Azure Module Metricbeat

Hello,

I hope you are doing well!

I have ELK stack 7.9 running in an AKS alongside metricbeat (which is running as a daemonset).
Among the modules configured for metricbeat, I have the azure module which is configured as shown below:

- module: azure

      metricsets:

        - monitor

      enabled: true

      period: 300s

      client_id: '${AZURE_CLIENT_ID}'

      client_secret: '${AZURE_CLIENT_SECRET}'

      tenant_id: '${AZURE_TENANT_ID}'

      subscription_id: '${AZURE_SUBSCRIPTION_ID}'

      resources:

        - resource_query: "resourceType eq 'Microsoft.Compute/virtualMachines'"

          metrics:

          - name: ["*"]

            namespace: "Microsoft.Compute/virtualMachines"

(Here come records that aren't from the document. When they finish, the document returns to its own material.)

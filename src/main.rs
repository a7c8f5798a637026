//! Command-line entry point for the MongoDB provider.
//!
//! ```text
//! mongodb-provider resolve  --config app.toml [--json]
//! mongodb-provider services --config app.toml
//! ```

use std::path::PathBuf;
use std::process::ExitCode;

use clap::{Parser, Subcommand};

use mongodb_provider::config::{resolve, TomlConfigManager, SECTION_KEY};
use mongodb_provider::manager::connection_string;
use mongodb_provider::observability::init_logging;
use mongodb_provider::provider::MONGODB_SERVICE;
use mongodb_provider::{App, Manager, MongoServiceProvider, ServiceProvider};

#[derive(Parser)]
#[command(name = "mongodb-provider")]
#[command(
    about = "Resolve MongoDB provider configuration and inspect published services",
    long_about = None
)]
struct Cli {
    /// Log level for this crate (overridden by RUST_LOG).
    #[arg(short, long, global = true)]
    log_level: Option<String>,

    #[command(subcommand)]
    command: Commands,
}

#[derive(Subcommand)]
enum Commands {
    /// Print the resolved [mongodb] configuration
    Resolve {
        #[arg(short, long)]
        config: PathBuf,

        /// Print JSON instead of TOML
        #[arg(long)]
        json: bool,
    },
    /// Run Register and Boot, then list published services
    Services {
        #[arg(short, long)]
        config: PathBuf,
    },
}

fn main() -> ExitCode {
    let cli = Cli::parse();
    init_logging(cli.log_level.as_deref());

    match run(cli.command) {
        Ok(()) => ExitCode::SUCCESS,
        Err(e) => {
            tracing::error!(error = %e, "MongoDB provider failed");
            eprintln!("Error: {}", e);
            ExitCode::FAILURE
        }
    }
}

fn run(command: Commands) -> Result<(), Box<dyn std::error::Error>> {
    match command {
        Commands::Resolve { config, json } => {
            let manager = TomlConfigManager::from_path(&config)?;
            let resolved = resolve(&manager)?;
            if json {
                println!("{}", serde_json::to_string_pretty(&resolved)?);
            } else {
                let mut document = toml::Table::new();
                document.insert(SECTION_KEY.to_string(), toml::Value::try_from(&resolved)?);
                println!("{}", toml::to_string_pretty(&document)?);
            }
        }
        Commands::Services { config } => {
            let app = App::from_config_path(&config)?;
            let mut provider = MongoServiceProvider::new();
            provider.register(Some(&app))?;
            provider.boot(Some(&app))?;

            for name in provider.providers() {
                println!("{}", name);
            }
            if let Some(manager) = app
                .services()
                .and_then(|services| services.make::<Manager>(MONGODB_SERVICE).ok())
            {
                let resolved = manager.config();
                println!();
                println!("uri:               {}", connection_string(resolved));
                println!("database:          {}", manager.database().name());
                println!("connect_timeout:   {:?}", resolved.get_connect_timeout());
                println!("socket_timeout:    {:?}", resolved.get_socket_timeout());
                println!("max_pool_size:     {}", resolved.max_pool_size);
            }
        }
    }
    Ok(())
}
//! Provider names, states and error definitions.

use thiserror::Error;

use crate::config::ConfigError;

/// Primary service name: the [`Manager`](crate::manager::Manager).
pub const MONGODB_SERVICE: &str = "mongodb";

/// Raw client handle.
pub const CLIENT_SERVICE: &str = "mongodb.client";

/// Default database handle.
pub const DATABASE_SERVICE: &str = "mongodb.database";

/// Registration lifecycle of a provider instance.
#[derive(Debug, Clone, Copy, Default, PartialEq, Eq)]
pub enum ProviderState {
    #[default]
    Unregistered,
    Registering,
    Registered,
    Booted,
}

/// Errors that abort provider registration or boot.
///
/// None of these are recoverable inside the provider; they are meant to
/// stop application startup.
#[derive(Debug, Error)]
pub enum ProviderError {
    /// No application was handed to the provider.
    #[error("Application cannot be absent")]
    NullApplication,

    /// The application exposes no container.
    #[error("Container cannot be absent")]
    NullContainer,

    /// The container cannot supply a required capability.
    #[error("MongoDB provider requires the '{0}' service to be registered")]
    ConfigCapabilityMissing(String),

    /// The `mongodb` section could not be decoded.
    #[error("MongoDB config unmarshal error: {0}")]
    ConfigDecode(#[from] ConfigError),
}

/// Result type for provider operations.
pub type ProviderResult<T> = Result<T, ProviderError>;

It was working fine in the last days however, now I see the following error:

ERROR [azure monitor client] azure/client.go:114 error while listing metric values by resource ID /subscriptions/<subscription_id>resourceGroups/<resourcegroup_name>/providers/Microsoft.Compute/virtualMachines/<VM_name> and namespace Microsoft.Compute/virtualMachines: insights.MetricsClient#List: Failure responding to request: StatusCode=400 -- Original Error: autorest/azure: Service returned an error. Status=400 Code="BadRequest" Message="Failed to find metric configuration for provider: Microsoft.Compute, resource Type: virtualMachines, metric: VM Cached Bandwidth Consumed Percentange, Valid metrics: Percentage CPU,Network In,Network Out,Disk Read Bytes,Disk Write Bytes,Disk Read Operations/Sec,Disk Write Operations/Sec,CPU Credits Remaining,CPU Credits Consumed,Per Disk Read Bytes/sec,Per Disk Write Bytes/sec,Per Disk Read Operations/Sec,Per Disk Write Operations/Sec,Per Disk QD,OS Per Disk Read Bytes/sec,OS Per Disk Write Bytes/sec,OS Per Disk Read Operations/Sec,OS Per Disk Write Operations/Sec,OS Per Disk QD,Data Disk Read Bytes/sec,Data Disk Write Bytes/sec,Data Disk Read Operations/Sec,Data Disk Write Operations/Sec,Data Disk Queue Depth,Data Disk Bandwidth Consumed Percentage,Data Disk IOPS Consumed Percentage,OS Disk Read Bytes/sec,OS Disk Write Bytes/sec,OS Disk Read Operations/Sec,OS Disk Write Operations/Sec,OS Disk Queue Depth,OS Disk Bandwidth Consumed Percentage,OS Disk IOPS Consumed Percentage,Inbound Flows,Outbound Flows,Inbound Flows Maximum Creation Rate,Outbound Flows Maximum Creation Rate,Premium Data Disk Cache Read Hit,Premium Data Disk Cache Read Miss,Premium OS Disk Cache Read Hit,Premium OS Disk Cache Read Miss,VM Cached Bandwidth Consumed Percentage,VM Cached IOPS Consumed Percentage,VM Uncached Bandwidth Consumed Percentage,VM Uncached IOPS Consumed Percentage,Network In Total,Network Out Total"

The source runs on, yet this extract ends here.